La Procura della Repubblica di Milano ha richiesto documentazione a 13 case di moda nell’ambito delle inchieste sul caporalato nella filiera tessile.
L’indagine condotta dal pm Paolo Storari punta a chiarire se grandi marchi abbiano beneficiato, anche indirettamente, di pratiche di sfruttamento del lavoro, soprattutto in laboratori esterni e subappalti.
Le indagini riguardano il settore moda e mirano a verificare eventuali responsabilità delle maison.
Il Caporalato è un sistema di sfruttamento che impiega manodopera a basso costo, spesso senza contratti regolari, in condizioni precarie.
Le 13 case di moda dovranno fornire documentazione su rapporti con fornitori e subappaltatori, per verificare la catena di responsabilità.

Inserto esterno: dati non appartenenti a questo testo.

pub mod cli;
pub mod error;
pub mod headless;

use std::path::PathBuf;
use std::process::ExitCode;

use anyhow::{Context, Result};
use clap::{Args, Subcommand, ValueEnum};
use veil_core::Config;

/// Initialize tracing/logging with the given directives.
///
/// Logs go to stderr; stdout is reserved for command output.
pub fn init_logging(directives: &[&str]) {
    let mut filter = tracing_subscriber::EnvFilter::from_default_env();
    for directive in directives {
        match directive.parse() {
            Ok(directive) => filter = filter.add_directive(directive),
            Err(e) => eprintln!("Ignoring invalid log directive '{directive}': {e}"),
        }
    }
    tracing_subscriber::fmt()
        .with_env_filter(filter)
        .with_writer(std::io::stderr)
        .init();
}

/// Options shared by every subcommand
#[derive(Args, Debug, Clone, Default)]
pub struct GlobalOptions {
    /// Data directory holding settings.json (defaults to the platform data dir)
    #[arg(long, global = true)]
    pub data_dir: Option<PathBuf>,

    /// Debug logging
    #[arg(short, long, global = true)]
    pub verbose: bool,
}

impl GlobalOptions {
    pub fn config(&self) -> Config {
        match &self.data_dir {
            Some(dir) => Config::at(dir),
            None => Config::load_or_default(),
        }
    }
}

#[derive(Subcommand, Debug)]
pub enum Command {
    /// Anonymize documents and write the results
    Process {
        /// Files or directories (.docx, .pdf, .txt, .md)
        #[arg(required = true)]
        paths: Vec<PathBuf>,

        /// Output directory (defaults to <data dir>/output)
        #[arg(short, long)]
        output: Option<PathBuf>,

        /// Bundle all results into anonymized_documents.zip
        #[arg(long)]
        zip: bool,

        #[command(flatten)]
        provider: ProviderArgs,
    },

    /// Check that the rewriting service is reachable
    Ping {
        #[command(flatten)]
        provider: ProviderArgs,
    },

    /// Show or change saved settings
    Settings {
        #[command(subcommand)]
        action: Option<SettingsAction>,
    },

    /// Line-oriented JSON control protocol on stdin/stdout
    Headless {
        #[command(flatten)]
        provider: ProviderArgs,
    },
}

#[derive(Subcommand, Debug)]
pub enum SettingsAction {
    /// Print settings (API keys masked)
    Show,
    /// Print the settings file location
    Path,
    /// Save a provider to the settings file
    SetProvider {
        #[arg(value_enum)]
        kind: ProviderKind,
        #[command(flatten)]
        options: ProviderOptions,
    },
    /// Set queue tuning
    SetQueue {
        /// Maximum number of documents in the queue
        #[arg(long)]
        capacity: Option<usize>,
        /// Pause before each document, in milliseconds
        #[arg(long)]
        job_delay_ms: Option<u64>,
    },
    /// Restore default settings
    Reset,
}

#[derive(ValueEnum, Debug, Clone, Copy, PartialEq, Eq)]
pub enum ProviderKind {
    Gemini,
    Anthropic,
    #[value(name = "openai")]
    OpenAI,
    Echo,
}

/// Per-run provider overrides
#[derive(Args, Debug, Clone, Default)]
pub struct ProviderArgs {
    /// Provider to use instead of the saved one
    #[arg(long, value_enum)]
    pub provider: Option<ProviderKind>,

    #[command(flatten)]
    pub options: ProviderOptions,
}

#[derive(Args, Debug, Clone, Default)]
pub struct ProviderOptions {
    /// Model identifier
    #[arg(long)]
    pub model: Option<String>,

    /// API key (defaults to the provider's environment variable)
    #[arg(long)]
    pub api_key: Option<String>,

    /// Alternative API endpoint
    #[arg(long)]
    pub base_url: Option<String>,
}

/// Run a subcommand to completion.
pub fn run(command: Command, options: &GlobalOptions) -> ExitCode {
    let directives: &[&str] = if options.verbose {
        &["veil=debug", "veil_lib=debug", "veil_core=debug"]
    } else {
        &["veil=info", "veil_lib=info", "veil_core=info"]
    };
    init_logging(directives);

    let result = match command {
        Command::Headless { provider } => headless::run(options, &provider),
        command => block_on(cli::dispatch(command, options)).and_then(|r| r),
    };

    match result {
        Ok(code) => code,
        Err(e) => {
            tracing::error!("{e:#}");
            ExitCode::FAILURE
        }
    }
}

pub(crate) fn block_on<F: std::future::Future>(future: F) -> Result<F::Output> {
    let rt = tokio::runtime::Runtime::new().context("Failed to create tokio runtime")?;
    Ok(rt.block_on(future))
}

I marchi a cui la Procura ha chiesto la documentazione sono Dolce&Gabbana, Versace, Prada, Gucci, Missoni, Ferragamo, Yves Saint Laurent, Givenchy, Pinko, Coccinelle, Adidas, Alexander McQueen Italia, Off-White Operating.
L’ Obiettivo della Procura è accertare se i marchi abbiano tratto vantaggio da pratiche illegali, anche senza un coinvolgimento diretto.
Anche se le maison non gestiscono direttamente i laboratori, potrebbero essere chiamate a rispondere per mancata vigilanza.
L’inchiesta richiama l’urgenza di garantire condizioni dignitose e trasparenti lungo tutta la filiera.
Per brand globali, essere associati a caporalato può minare credibilità e immagine internazionale.
Il settore è spesso basato su una rete di piccoli laboratori, dove i controlli risultano più difficili.
Inchieste simili hanno già coinvolto aziende in Toscana e Lombardia, con casi di sfruttamento di lavoratori stranieri.
La legge italiana sul caporalato (2016) prevede sanzioni severe, ma l’applicazione resta complessa quando si tratta di grandi filiere globali.